Quote:Original post by amenzix
um ok, thanks guys. well, it's just that i've heard myths about glut lagging is all. thanks, you've just saved me a lot of lines of code. oh and RichardS, i am not sure i understand? could you please make that clearer for me, as i have said, i am new to opengl. so you're saying basicaly that opengl is a set of standards, and that libraries like glut are implementation of those?


Well, you've got part of it right. OpenGL is a standard, yes, and drivers from the IHVs (eg. nVidia, ATI, 3DLabs, etc) contain implementations of OpenGL.

GLUT, however, is a cross-platform library for opening a window and rendering context for use by any OpenGL calls.
glut is no slower than whatever windowing code u could write thus will spend months of extra time to code up something as good as glut.
glut though hasnt been updated in years u will prolly be better served with sdl
Ok, to clear up the difference:

Before you can use OpenGL to draw anything (or to draw using any other system), you need to somehow create a surface to draw on. That may be a a full screen view (like most games), that may be one widget in a window, it doesn't matter. How to create that surface though varies widely on different platforms (and is very closely tied to the OS), so OpenGL didn't even attempt to standardize it.
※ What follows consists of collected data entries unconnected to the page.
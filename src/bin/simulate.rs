//! Headless balance/regression driver: runs a random-walk bot against the
//! engine for a batch of seeds and prints a JSON summary.

use std::collections::BTreeMap;

use clap::Parser;
use dungeon_depths_server::engine::GameEngine;
use dungeon_depths_server::rng::Rng;
use dungeon_depths_server::server_utils::parse_character;
use dungeon_depths_server::types::{Direction, GameStatus};
use serde::Serialize;

#[derive(Parser, Debug)]
#[command(author, version, about)]
struct Cli {
    /// Number of games to run with consecutive seeds.
    #[arg(long, default_value_t = 1)]
    games: u32,
    /// Turn budget per game.
    #[arg(long, default_value_t = 2_000)]
    turns: u32,
    /// Seed of the first game.
    #[arg(long, default_value_t = 1)]
    seed: u32,
    #[arg(long, default_value = "dwarf")]
    character: String,
    #[arg(long, default_value = "SimBot")]
    name: String,
}

#[derive(Clone, Debug, Serialize)]
struct GameResult {
    seed: u32,
    status: GameStatus,
    floor: i32,
    score: i32,
    level: i32,
    turns: u32,
    #[serde(rename = "eventCounts")]
    event_counts: BTreeMap<String, usize>,
}

#[derive(Debug, Serialize)]
struct RunSummary {
    games: usize,
    wins: usize,
    deaths: usize,
    #[serde(rename = "bestScore")]
    best_score: i32,
    #[serde(rename = "averageFloor")]
    average_floor: f32,
    results: Vec<GameResult>,
}

fn main() {
    let cli = Cli::parse();
    let character = parse_character(Some(cli.character.as_str()));

    let mut results = Vec::new();
    for index in 0..cli.games {
        let seed = cli.seed.wrapping_add(index);
        match run_game(seed, cli.turns, &cli.name, character) {
            Ok(result) => results.push(result),
            Err(message) => eprintln!("[simulate] seed {seed} aborted: {message}"),
        }
    }

    let wins = results
        .iter()
        .filter(|result| result.status == GameStatus::Won)
        .count();
    let deaths = results
        .iter()
        .filter(|result| result.status == GameStatus::Dead)
        .count();
    let best_score = results.iter().map(|result| result.score).max().unwrap_or(0);
    let average_floor = if results.is_empty() {
        0.0
    } else {
        results.iter().map(|result| result.floor as f32).sum::<f32>() / results.len() as f32
    };

    let summary = RunSummary {
        games: results.len(),
        wins,
        deaths,
        best_score,
        average_floor,
        results,
    };
    println!(
        "{}",
        serde_json::to_string_pretty(&summary).expect("summary serializes")
    );
}

fn run_game(
    seed: u32,
    max_turns: u32,
    name: &str,
    character: dungeon_depths_server::types::CharacterKind,
) -> Result<GameResult, String> {
    let mut engine = GameEngine::new_game(
        format!("sim_{seed}"),
        name.to_string(),
        character,
        seed,
    )
    .map_err(|err| err.to_string())?;
    let mut bot = Rng::new(seed ^ 0x5eed_cafe);
    let mut event_counts: BTreeMap<String, usize> = BTreeMap::new();
    let mut turns = 0;

    for turn in 0..max_turns {
        turns = turn + 1;
        let output = if bot.chance(0.2) {
            engine.attack_with_deltas()
        } else {
            let direction = match bot.int(0, 3) {
                0 => Direction::Up,
                1 => Direction::Down,
                2 => Direction::Left,
                _ => Direction::Right,
            };
            engine.move_with_deltas(direction)
        }
        .map_err(|err| err.to_string())?;

        for event in &output.events {
            let kind = serde_json::to_value(event)
                .ok()
                .and_then(|value| {
                    value
                        .get("type")
                        .and_then(|tag| tag.as_str().map(str::to_string))
                })
                .unwrap_or_else(|| "unknown".to_string());
            *event_counts.entry(kind).or_insert(0) += 1;
        }

        if engine.state.status != GameStatus::Active {
            break;
        }
    }

    let state = &engine.state;
    Ok(GameResult {
        seed,
        status: state.status,
        floor: state.floor,
        score: state.score,
        level: state.player.level,
        turns,
        event_counts,
    })
}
GLUT is a cross-platform way of doing that. It's trivially easy to use, and works well, as long as you don't try to do something it wasn't designed for (not likely, in your case).

Once your context is created, GLUT (or SDL, or anything else), basically has no effect. You call glSomething(), and the call goes straight to OpenGL, regardless of how that context (read: drawing surface) was created.

As someone first learning OpenGL, you're the exact person that GLUT was designed for, and it'll serve you fairly well. Once you actually need to move beyond it, you'll find the jump to something more powerful fairly easy. I suggest against starting with something else like SDL, just because there is a lot more available help for GLUT out there, it's practically foolproof. That way, you're fighting only OpenGL, and not OpenGL+something else :)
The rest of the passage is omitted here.